33 Future of electronic signatures: identity management? Identity management (IdM) systems aim at enabling identity portability across different applications by facilitating the secure exchange of identity credentials and eliminating redundant operations. They may perform the identification, authentication and authorization of the user by a selective use of shared identity attributes, thus potentially reducing the proliferation of electronic identities. In their simplest form, IdM systems feature three actors: the subject (i.e., the physical or legal person being identified), the identity provider, and the relying party. The identity provider may act as a trusted third party, receiving, storing, managing, redistributing and possibly aggregating the information submitted by subjects and relying parties. Challenge: some jurisdictions are developing IdM systems based on Government-run national IdM schemes, others are relying on private sector efforts.

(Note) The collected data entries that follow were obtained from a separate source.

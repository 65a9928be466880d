//! The built-in overworld surface rules.

use std::collections::BTreeMap;

use steel_utils::ResourceLocation;

use super::rules::{BlockResult, CaveSurface, ConditionSource, RuleSource, VerticalAnchor};

fn key(path: &'static str) -> ResourceLocation {
    ResourceLocation::vanilla_static(path)
}

fn block(name: &'static str) -> RuleSource {
    RuleSource::Block {
        result_state: BlockResult {
            name: key(name),
            properties: BTreeMap::new(),
        },
    }
}

fn sequence(rules: impl IntoIterator<Item = RuleSource>) -> RuleSource {
    RuleSource::Sequence {
        sequence: rules.into_iter().collect(),
    }
}

fn if_true(condition: ConditionSource, rule: RuleSource) -> RuleSource {
    RuleSource::Condition {
        if_true: condition,
        then_run: Box::new(rule),
    }
}

fn not(condition: ConditionSource) -> ConditionSource {
    ConditionSource::Not {
        invert: Box::new(condition),
    }
}

fn biome(names: &[&'static str]) -> ConditionSource {
    ConditionSource::Biome {
        biome_is: names.iter().map(|&name| key(name)).collect(),
    }
}

fn noise(name: &'static str, min: f64, max: f64) -> ConditionSource {
    ConditionSource::NoiseThreshold {
        noise: key(name),
        min_threshold: min,
        max_threshold: max,
    }
}

fn noise_above(name: &'static str, min: f64) -> ConditionSource {
    noise(name, min, f64::MAX)
}

fn surface_noise_above(value: f64) -> ConditionSource {
    noise_above("surface", value / 8.25)
}

fn y_above(y: i32, surface_depth_multiplier: i32, add_stone_depth: bool) -> ConditionSource {
    ConditionSource::YAbove {
        anchor: VerticalAnchor::Absolute(y),
        surface_depth_multiplier,
        add_stone_depth,
    }
}

fn water(offset: i32, surface_depth_multiplier: i32, add_stone_depth: bool) -> ConditionSource {
    ConditionSource::Water {
        offset,
        surface_depth_multiplier,
        add_stone_depth,
    }
}

fn stone_depth(add_surface_depth: bool, secondary_depth_range: i32, surface_type: CaveSurface) -> ConditionSource {
    ConditionSource::StoneDepth {
        offset: 0,
        add_surface_depth,
        secondary_depth_range,
        surface_type,
    }
}

fn vertical_gradient(name: &'static str, below: VerticalAnchor, above: VerticalAnchor) -> ConditionSource {
    ConditionSource::VerticalGradient {
        random_name: key(name),
        true_at_and_below: below,
        false_at_and_above: above,
    }
}

/// Surface rules of the default overworld: a bedrock floor, biome surfaces
/// above the preliminary surface and a deepslate transition around y = 0.
#[must_use]
#[allow(clippy::too_many_lines)]
pub fn overworld() -> RuleSource {
    let on_floor = || stone_depth(false, 0, CaveSurface::Floor);
    let under_floor = || stone_depth(true, 0, CaveSurface::Floor);
    let deep_under_floor = || stone_depth(true, 6, CaveSurface::Floor);
    let very_deep_under_floor = || stone_depth(true, 30, CaveSurface::Floor);
    let on_ceiling = || stone_depth(false, 0, CaveSurface::Ceiling);

    let y97 = || y_above(97, 2, false);
    let y256 = || y_above(256, 0, false);
    let y63_start = || y_above(63, -1, true);
    let y74_start = || y_above(74, 1, true);
    let y60 = || y_above(60, 0, false);
    let y62 = || y_above(62, 0, false);
    let y63 = || y_above(63, 0, false);
    let above_water = || water(-1, 0, false);
    let at_water = || water(0, 0, false);
    let near_water = || water(-6, -1, true);
    let frozen_ocean = || biome(&["frozen_ocean", "deep_frozen_ocean"]);
    let warm_ocean = || biome(&["warm_ocean", "beach", "snowy_beach"]);
    let desert = || biome(&["desert"]);

    let grass_or_dirt = || sequence([if_true(at_water(), block("grass_block")), block("dirt")]);
    let sand = || sequence([if_true(on_ceiling(), block("sandstone")), block("sand")]);
    let gravel = || sequence([if_true(on_ceiling(), block("stone")), block("gravel")]);

    let stony = || {
        sequence([
            if_true(
                biome(&["stony_peaks"]),
                sequence([
                    if_true(noise("calcite", -0.0125, 0.0125), block("calcite")),
                    block("stone"),
                ]),
            ),
            if_true(
                biome(&["stony_shore"]),
                sequence([if_true(noise("gravel", -0.05, 0.05), gravel()), block("stone")]),
            ),
            if_true(
                biome(&["windswept_hills"]),
                if_true(surface_noise_above(1.0), block("stone")),
            ),
            if_true(warm_ocean(), sand()),
            if_true(desert(), sand()),
            if_true(biome(&["dripstone_caves"]), block("stone")),
        ])
    };
    let powder_snow = |min, max| {
        if_true(
            noise("powder_snow", min, max),
            if_true(at_water(), block("powder_snow")),
        )
    };

    let under_surface = sequence([
        if_true(
            biome(&["frozen_peaks"]),
            sequence([
                if_true(ConditionSource::Steep, block("packed_ice")),
                if_true(noise("packed_ice", -0.5, 0.2), block("packed_ice")),
                if_true(noise("ice", -0.0625, 0.025), block("ice")),
                if_true(at_water(), block("snow_block")),
            ]),
        ),
        if_true(
            biome(&["snowy_slopes"]),
            sequence([
                if_true(ConditionSource::Steep, block("stone")),
                powder_snow(0.35, 0.6),
                if_true(at_water(), block("snow_block")),
            ]),
        ),
        if_true(biome(&["jagged_peaks"]), block("stone")),
        if_true(
            biome(&["grove"]),
            sequence([powder_snow(0.35, 0.6), block("dirt")]),
        ),
        stony(),
        if_true(
            biome(&["windswept_savanna"]),
            if_true(surface_noise_above(1.75), block("stone")),
        ),
        if_true(
            biome(&["windswept_gravelly_hills"]),
            sequence([
                if_true(surface_noise_above(2.0), gravel()),
                if_true(surface_noise_above(1.0), block("stone")),
                if_true(surface_noise_above(-1.0), block("dirt")),
                gravel(),
            ]),
        ),
        if_true(biome(&["mangrove_swamp"]), block("mud")),
        block("dirt"),
    ]);

    let top_surface = sequence([
        if_true(
            biome(&["frozen_peaks"]),
            sequence([
                if_true(ConditionSource::Steep, block("packed_ice")),
                if_true(noise("packed_ice", 0.0, 0.2), block("packed_ice")),
                if_true(noise("ice", 0.0, 0.025), block("ice")),
                if_true(at_water(), block("snow_block")),
            ]),
        ),
        if_true(
            biome(&["snowy_slopes"]),
            sequence([
                if_true(ConditionSource::Steep, block("stone")),
                powder_snow(0.45, 0.58),
                if_true(at_water(), block("snow_block")),
            ]),
        ),
        if_true(
            biome(&["jagged_peaks"]),
            sequence([
                if_true(ConditionSource::Steep, block("stone")),
                if_true(at_water(), block("snow_block")),
            ]),
        ),
        if_true(
            biome(&["grove"]),
            sequence([
                powder_snow(0.45, 0.58),
                if_true(at_water(), block("snow_block")),
            ]),
        ),
        stony(),
        if_true(
            biome(&["windswept_savanna"]),
            sequence([
                if_true(surface_noise_above(1.75), block("stone")),
                if_true(surface_noise_above(-0.5), block("coarse_dirt")),
            ]),
        ),
        if_true(
            biome(&["windswept_gravelly_hills"]),
            sequence([
                if_true(surface_noise_above(2.0), gravel()),
                if_true(surface_noise_above(1.0), block("stone")),
                if_true(surface_noise_above(-1.0), grass_or_dirt()),
                gravel(),
            ]),
        ),
        if_true(
            biome(&["old_growth_pine_taiga", "old_growth_spruce_taiga"]),
            sequence([
                if_true(surface_noise_above(1.75), block("coarse_dirt")),
                if_true(surface_noise_above(-0.95), block("podzol")),
            ]),
        ),
        if_true(
            biome(&["ice_spikes"]),
            if_true(at_water(), block("snow_block")),
        ),
        if_true(biome(&["mangrove_swamp"]), block("mud")),
        if_true(biome(&["mushroom_fields"]), block("mycelium")),
        grass_or_dirt(),
    ]);

    let coarse_patches = || noise("surface", -0.909, -0.5454);
    let middle_patches = || noise("surface", -0.1818, 0.1818);
    let fine_patches = || noise("surface", 0.5454, 0.909);
    let patches = |rule: fn() -> RuleSource, rest: RuleSource| {
        sequence([
            if_true(coarse_patches(), rule()),
            if_true(middle_patches(), rule()),
            if_true(fine_patches(), rule()),
            rest,
        ])
    };

    let surface = sequence([
        if_true(
            on_floor(),
            sequence([
                if_true(
                    biome(&["wooded_badlands"]),
                    if_true(y97(), patches(|| block("coarse_dirt"), grass_or_dirt())),
                ),
                if_true(
                    biome(&["swamp"]),
                    if_true(
                        y62(),
                        if_true(
                            not(y63()),
                            if_true(noise_above("surface_swamp", 0.0), block("water")),
                        ),
                    ),
                ),
                if_true(
                    biome(&["mangrove_swamp"]),
                    if_true(
                        y60(),
                        if_true(
                            not(y63()),
                            if_true(noise_above("surface_swamp", 0.0), block("water")),
                        ),
                    ),
                ),
            ]),
        ),
        if_true(
            biome(&["badlands", "eroded_badlands", "wooded_badlands"]),
            sequence([
                if_true(
                    on_floor(),
                    sequence([
                        if_true(y256(), block("orange_terracotta")),
                        if_true(
                            y74_start(),
                            patches(|| block("terracotta"), RuleSource::Bandlands),
                        ),
                        if_true(
                            above_water(),
                            sequence([
                                if_true(on_ceiling(), block("red_sandstone")),
                                block("red_sand"),
                            ]),
                        ),
                        if_true(not(ConditionSource::Hole), block("orange_terracotta")),
                        if_true(near_water(), block("white_terracotta")),
                        gravel(),
                    ]),
                ),
                if_true(
                    y63_start(),
                    sequence([
                        if_true(
                            y63(),
                            if_true(not(y74_start()), block("orange_terracotta")),
                        ),
                        RuleSource::Bandlands,
                    ]),
                ),
                if_true(under_floor(), if_true(near_water(), block("white_terracotta"))),
            ]),
        ),
        if_true(
            on_floor(),
            if_true(
                above_water(),
                sequence([
                    if_true(
                        frozen_ocean(),
                        if_true(
                            ConditionSource::Hole,
                            sequence([
                                if_true(at_water(), block("air")),
                                if_true(ConditionSource::Temperature, block("ice")),
                                block("water"),
                            ]),
                        ),
                    ),
                    top_surface,
                ]),
            ),
        ),
        if_true(
            near_water(),
            sequence([
                if_true(
                    on_floor(),
                    if_true(frozen_ocean(), if_true(ConditionSource::Hole, block("water"))),
                ),
                if_true(under_floor(), under_surface),
                if_true(warm_ocean(), if_true(deep_under_floor(), block("sandstone"))),
                if_true(desert(), if_true(very_deep_under_floor(), block("sandstone"))),
            ]),
        ),
        if_true(
            on_floor(),
            sequence([
                if_true(biome(&["frozen_peaks", "jagged_peaks"]), block("stone")),
                if_true(
                    biome(&["warm_ocean", "lukewarm_ocean", "deep_lukewarm_ocean"]),
                    sand(),
                ),
                gravel(),
            ]),
        ),
    ]);

    sequence([
        if_true(
            vertical_gradient("bedrock_floor", VerticalAnchor::BOTTOM, VerticalAnchor::AboveBottom(5)),
            block("bedrock"),
        ),
        if_true(ConditionSource::AbovePreliminarySurface, surface),
        if_true(
            vertical_gradient("deepslate", VerticalAnchor::Absolute(0), VerticalAnchor::Absolute(8)),
            block("deepslate"),
        ),
    ])
}

#[cfg(test)]
mod tests {
    use steel_utils::{
        noise::NoiseParameterRegistry,
        random::{Random, RandomSource},
    };

    use super::*;
    use crate::random_state::NoiseCache;

    #[test]
    fn every_name_binds() {
        let noises = NoiseCache::new(
            NoiseParameterRegistry::vanilla(),
            RandomSource::create(0, false).next_positional(),
        );
        let rule = overworld().bind(&noises).expect("vanilla names");
        assert!(rule.condition_count() > 100);
    }

    #[test]
    fn survives_a_json_round_trip() {
        let rule = overworld();
        let json = serde_json::to_string(&rule).expect("serializable");
        assert!(json.starts_with(r#"{"type":"minecraft:sequence""#));
        assert_eq!(RuleSource::from_json(&json).expect("parses back"), rule);
    }
}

34 Electronic signatures and single window facilities Technical specifications for national single window facilities usually rely on PKI systems due to security concerns. This choice may hinder exchange of documents with the private sector, which is useful to improve data quality. This choice also creates difficulties in cross-border recognition of electronic signatures. National PKI may be difficult and expensive to design and maintain, especially for smaller and developing countries. Need to achieve flexibility without missing on security. Need to accommodate the use of mobile devices for submission of data, as well as the possibility for objects to authenticate themselves.